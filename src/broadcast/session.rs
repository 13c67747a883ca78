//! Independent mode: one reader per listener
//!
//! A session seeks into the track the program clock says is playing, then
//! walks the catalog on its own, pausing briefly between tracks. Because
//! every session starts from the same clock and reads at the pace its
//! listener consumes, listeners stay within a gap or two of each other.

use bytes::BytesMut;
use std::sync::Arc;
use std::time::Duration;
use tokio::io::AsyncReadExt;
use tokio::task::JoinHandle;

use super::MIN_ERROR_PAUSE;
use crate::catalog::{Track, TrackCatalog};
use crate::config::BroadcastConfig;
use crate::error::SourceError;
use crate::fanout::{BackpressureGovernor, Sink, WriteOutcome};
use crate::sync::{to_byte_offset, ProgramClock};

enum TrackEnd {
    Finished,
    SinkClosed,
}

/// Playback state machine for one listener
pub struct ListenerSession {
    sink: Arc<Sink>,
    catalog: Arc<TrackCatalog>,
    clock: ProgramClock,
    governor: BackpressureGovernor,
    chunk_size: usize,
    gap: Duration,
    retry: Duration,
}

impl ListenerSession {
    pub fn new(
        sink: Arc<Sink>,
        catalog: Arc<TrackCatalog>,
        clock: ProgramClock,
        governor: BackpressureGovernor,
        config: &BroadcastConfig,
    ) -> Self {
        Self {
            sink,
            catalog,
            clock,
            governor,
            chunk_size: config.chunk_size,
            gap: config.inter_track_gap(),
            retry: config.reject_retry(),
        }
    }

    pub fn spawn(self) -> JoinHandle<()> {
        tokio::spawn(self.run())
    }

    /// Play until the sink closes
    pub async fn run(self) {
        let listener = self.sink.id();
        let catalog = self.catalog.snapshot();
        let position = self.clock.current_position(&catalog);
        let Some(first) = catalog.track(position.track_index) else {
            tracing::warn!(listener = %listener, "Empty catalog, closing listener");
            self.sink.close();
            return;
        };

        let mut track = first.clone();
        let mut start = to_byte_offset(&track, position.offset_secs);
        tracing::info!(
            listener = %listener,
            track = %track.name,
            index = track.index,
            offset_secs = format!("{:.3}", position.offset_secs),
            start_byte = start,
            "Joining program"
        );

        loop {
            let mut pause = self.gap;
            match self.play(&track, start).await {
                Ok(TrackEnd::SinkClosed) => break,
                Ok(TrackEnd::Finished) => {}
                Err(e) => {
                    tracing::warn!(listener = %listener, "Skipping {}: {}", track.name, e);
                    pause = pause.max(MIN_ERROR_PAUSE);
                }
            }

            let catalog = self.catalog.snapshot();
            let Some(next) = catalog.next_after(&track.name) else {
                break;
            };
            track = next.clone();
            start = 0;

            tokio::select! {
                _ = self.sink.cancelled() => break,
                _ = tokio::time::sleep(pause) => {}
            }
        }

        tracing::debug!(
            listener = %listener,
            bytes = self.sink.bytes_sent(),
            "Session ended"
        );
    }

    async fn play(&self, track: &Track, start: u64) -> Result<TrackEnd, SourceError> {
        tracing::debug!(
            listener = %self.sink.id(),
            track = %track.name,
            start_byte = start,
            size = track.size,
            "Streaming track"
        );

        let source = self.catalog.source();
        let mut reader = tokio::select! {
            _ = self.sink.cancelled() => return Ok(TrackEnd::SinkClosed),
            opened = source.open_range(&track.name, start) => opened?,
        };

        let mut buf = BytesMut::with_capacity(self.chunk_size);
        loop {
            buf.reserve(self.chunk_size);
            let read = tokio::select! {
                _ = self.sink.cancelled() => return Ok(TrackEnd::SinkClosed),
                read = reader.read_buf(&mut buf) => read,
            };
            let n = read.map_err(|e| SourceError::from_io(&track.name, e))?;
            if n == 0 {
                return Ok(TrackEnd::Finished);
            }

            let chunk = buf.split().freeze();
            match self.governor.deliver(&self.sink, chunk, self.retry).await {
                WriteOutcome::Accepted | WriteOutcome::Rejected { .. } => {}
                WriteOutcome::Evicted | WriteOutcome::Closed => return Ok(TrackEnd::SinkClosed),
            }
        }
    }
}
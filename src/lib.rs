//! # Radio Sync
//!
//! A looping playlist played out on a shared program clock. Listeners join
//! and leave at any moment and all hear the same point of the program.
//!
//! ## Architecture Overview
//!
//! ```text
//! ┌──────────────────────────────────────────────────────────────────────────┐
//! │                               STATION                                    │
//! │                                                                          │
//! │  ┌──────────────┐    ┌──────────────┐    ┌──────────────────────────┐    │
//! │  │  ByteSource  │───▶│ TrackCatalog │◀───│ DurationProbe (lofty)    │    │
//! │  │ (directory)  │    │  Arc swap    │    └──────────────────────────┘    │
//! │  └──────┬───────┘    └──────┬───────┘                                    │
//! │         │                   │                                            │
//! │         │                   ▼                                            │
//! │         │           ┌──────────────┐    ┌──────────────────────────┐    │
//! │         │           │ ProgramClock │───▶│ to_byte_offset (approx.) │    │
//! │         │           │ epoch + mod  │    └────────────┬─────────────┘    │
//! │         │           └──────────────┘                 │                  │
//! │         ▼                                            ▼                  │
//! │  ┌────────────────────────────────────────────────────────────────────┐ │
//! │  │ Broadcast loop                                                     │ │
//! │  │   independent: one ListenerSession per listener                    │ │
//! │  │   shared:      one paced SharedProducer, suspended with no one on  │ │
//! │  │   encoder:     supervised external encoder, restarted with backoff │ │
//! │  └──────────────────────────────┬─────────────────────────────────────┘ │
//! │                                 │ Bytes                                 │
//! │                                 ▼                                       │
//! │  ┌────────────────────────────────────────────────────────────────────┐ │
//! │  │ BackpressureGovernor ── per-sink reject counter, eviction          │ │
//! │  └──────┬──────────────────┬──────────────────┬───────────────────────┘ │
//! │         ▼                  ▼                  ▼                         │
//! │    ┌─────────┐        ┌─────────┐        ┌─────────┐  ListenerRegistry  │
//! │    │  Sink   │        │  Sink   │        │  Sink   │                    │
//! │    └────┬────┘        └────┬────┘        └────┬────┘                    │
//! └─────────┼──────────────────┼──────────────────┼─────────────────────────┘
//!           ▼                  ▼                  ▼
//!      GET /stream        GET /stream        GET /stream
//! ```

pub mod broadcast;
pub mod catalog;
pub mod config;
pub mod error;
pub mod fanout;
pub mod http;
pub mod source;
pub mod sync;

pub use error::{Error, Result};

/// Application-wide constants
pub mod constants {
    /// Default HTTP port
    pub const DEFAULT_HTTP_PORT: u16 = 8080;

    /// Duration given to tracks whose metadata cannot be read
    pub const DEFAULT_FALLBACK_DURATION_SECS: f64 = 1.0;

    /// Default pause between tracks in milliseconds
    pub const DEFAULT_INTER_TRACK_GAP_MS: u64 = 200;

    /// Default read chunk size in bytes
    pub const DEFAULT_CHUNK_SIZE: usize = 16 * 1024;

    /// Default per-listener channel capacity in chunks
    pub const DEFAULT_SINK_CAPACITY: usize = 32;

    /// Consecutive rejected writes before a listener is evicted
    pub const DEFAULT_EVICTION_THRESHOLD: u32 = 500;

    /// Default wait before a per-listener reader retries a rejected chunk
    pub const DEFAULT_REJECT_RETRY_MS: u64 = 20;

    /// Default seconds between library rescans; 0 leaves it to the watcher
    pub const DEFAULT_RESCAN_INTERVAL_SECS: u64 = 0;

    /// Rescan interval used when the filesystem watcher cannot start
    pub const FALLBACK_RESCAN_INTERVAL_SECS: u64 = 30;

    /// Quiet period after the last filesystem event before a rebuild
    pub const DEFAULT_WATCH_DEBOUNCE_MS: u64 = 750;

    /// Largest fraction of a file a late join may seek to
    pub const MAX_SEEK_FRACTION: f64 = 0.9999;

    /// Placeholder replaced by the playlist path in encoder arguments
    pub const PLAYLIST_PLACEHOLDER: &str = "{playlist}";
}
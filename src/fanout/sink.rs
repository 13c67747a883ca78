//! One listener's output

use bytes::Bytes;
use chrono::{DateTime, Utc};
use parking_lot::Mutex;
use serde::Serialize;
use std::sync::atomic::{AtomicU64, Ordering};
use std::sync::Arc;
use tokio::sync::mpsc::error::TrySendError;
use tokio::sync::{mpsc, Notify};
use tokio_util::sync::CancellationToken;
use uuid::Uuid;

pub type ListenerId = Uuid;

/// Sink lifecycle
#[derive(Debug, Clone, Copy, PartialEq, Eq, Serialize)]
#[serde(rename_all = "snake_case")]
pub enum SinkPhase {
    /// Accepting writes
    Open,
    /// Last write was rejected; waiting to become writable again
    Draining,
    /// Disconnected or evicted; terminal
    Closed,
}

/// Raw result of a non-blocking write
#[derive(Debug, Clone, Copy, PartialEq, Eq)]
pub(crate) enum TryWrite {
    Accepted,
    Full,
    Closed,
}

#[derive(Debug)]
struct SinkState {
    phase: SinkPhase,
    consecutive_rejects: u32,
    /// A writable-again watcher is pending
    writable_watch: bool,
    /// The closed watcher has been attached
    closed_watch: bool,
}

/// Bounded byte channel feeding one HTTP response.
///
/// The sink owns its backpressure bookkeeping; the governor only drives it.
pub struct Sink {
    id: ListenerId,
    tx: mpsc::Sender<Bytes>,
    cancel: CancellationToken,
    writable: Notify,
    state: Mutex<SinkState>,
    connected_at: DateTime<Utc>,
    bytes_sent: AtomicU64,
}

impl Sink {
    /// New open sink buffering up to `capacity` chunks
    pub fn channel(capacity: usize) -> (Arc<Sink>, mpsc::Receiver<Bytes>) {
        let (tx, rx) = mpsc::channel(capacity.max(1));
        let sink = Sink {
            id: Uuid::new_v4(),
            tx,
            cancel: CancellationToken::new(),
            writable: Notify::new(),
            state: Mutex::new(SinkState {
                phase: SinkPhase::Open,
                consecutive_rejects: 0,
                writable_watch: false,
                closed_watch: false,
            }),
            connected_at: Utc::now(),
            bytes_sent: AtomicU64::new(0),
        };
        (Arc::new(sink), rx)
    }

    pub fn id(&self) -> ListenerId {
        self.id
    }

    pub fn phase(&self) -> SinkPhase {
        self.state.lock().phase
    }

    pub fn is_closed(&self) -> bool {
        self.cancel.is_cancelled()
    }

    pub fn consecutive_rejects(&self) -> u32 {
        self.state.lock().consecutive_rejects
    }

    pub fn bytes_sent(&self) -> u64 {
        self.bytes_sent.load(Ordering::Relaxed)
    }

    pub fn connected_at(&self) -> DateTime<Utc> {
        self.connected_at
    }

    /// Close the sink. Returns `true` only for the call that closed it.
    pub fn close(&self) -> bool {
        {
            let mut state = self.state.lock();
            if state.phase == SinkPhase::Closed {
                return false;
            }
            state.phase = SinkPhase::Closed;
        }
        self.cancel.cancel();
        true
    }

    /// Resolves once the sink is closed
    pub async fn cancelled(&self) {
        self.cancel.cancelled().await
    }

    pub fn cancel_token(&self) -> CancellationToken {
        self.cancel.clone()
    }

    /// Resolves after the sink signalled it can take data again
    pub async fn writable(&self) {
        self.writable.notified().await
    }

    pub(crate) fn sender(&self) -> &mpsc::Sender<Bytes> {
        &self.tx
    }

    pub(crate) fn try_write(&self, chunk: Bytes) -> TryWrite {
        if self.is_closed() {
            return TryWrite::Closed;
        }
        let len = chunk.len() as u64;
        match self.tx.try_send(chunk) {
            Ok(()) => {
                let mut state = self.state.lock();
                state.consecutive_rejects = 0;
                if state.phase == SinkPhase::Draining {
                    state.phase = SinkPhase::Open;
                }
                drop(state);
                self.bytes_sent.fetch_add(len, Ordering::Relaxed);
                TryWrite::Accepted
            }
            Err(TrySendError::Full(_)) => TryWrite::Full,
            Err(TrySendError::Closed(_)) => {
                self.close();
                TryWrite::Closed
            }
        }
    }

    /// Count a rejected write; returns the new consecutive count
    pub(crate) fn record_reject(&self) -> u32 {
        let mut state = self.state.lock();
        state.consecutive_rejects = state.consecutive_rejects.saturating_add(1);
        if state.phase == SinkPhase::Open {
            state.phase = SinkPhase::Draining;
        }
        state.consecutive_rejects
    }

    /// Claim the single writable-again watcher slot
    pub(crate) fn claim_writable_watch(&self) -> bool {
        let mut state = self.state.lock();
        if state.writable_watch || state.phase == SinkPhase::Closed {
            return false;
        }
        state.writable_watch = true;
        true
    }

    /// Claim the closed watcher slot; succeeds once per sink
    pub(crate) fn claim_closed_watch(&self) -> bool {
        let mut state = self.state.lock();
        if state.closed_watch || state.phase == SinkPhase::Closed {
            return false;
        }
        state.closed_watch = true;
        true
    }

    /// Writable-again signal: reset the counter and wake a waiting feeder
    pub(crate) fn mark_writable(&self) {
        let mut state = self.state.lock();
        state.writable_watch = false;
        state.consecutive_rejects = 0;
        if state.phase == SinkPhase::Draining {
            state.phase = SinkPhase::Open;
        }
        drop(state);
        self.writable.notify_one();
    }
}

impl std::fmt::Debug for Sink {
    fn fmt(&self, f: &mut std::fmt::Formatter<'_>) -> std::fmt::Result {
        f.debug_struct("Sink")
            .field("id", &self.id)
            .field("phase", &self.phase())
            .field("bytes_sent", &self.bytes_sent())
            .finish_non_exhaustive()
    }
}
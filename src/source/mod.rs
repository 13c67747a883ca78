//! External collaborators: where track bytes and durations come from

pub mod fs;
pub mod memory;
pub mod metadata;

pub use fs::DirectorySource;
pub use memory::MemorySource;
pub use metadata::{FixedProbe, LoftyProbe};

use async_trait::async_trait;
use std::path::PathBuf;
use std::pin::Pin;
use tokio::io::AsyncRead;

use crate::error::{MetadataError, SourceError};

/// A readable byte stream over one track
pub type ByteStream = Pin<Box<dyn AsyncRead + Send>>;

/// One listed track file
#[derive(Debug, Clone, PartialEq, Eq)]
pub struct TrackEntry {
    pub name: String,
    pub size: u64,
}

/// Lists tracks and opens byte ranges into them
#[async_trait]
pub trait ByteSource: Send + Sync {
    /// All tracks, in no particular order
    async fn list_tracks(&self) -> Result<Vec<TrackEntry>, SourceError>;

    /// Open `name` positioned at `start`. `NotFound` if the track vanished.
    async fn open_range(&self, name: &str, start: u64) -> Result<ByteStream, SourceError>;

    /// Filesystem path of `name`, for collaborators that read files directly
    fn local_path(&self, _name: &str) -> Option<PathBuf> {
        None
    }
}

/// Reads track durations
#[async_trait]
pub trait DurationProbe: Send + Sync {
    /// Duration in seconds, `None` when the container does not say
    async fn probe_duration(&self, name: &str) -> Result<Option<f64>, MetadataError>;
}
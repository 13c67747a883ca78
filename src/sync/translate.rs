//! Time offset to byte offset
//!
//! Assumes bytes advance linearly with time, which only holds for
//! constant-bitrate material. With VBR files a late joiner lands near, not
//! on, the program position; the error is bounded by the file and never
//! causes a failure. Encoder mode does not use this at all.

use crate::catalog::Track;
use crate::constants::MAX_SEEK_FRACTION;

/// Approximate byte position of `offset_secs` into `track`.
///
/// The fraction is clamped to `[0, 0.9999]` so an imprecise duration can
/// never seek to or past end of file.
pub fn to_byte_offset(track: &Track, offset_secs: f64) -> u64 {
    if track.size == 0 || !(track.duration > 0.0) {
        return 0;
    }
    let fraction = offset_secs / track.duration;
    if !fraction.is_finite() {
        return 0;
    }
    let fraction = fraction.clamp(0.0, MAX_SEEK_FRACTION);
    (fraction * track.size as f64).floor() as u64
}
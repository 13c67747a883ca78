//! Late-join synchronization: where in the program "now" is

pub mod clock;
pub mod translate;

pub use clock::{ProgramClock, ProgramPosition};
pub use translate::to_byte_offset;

WHAT YOU ARE ASKED TO DO — This task asks for the number of lines above that include the string "bool". Respond with that number only.

EXERCISE RESULT — 6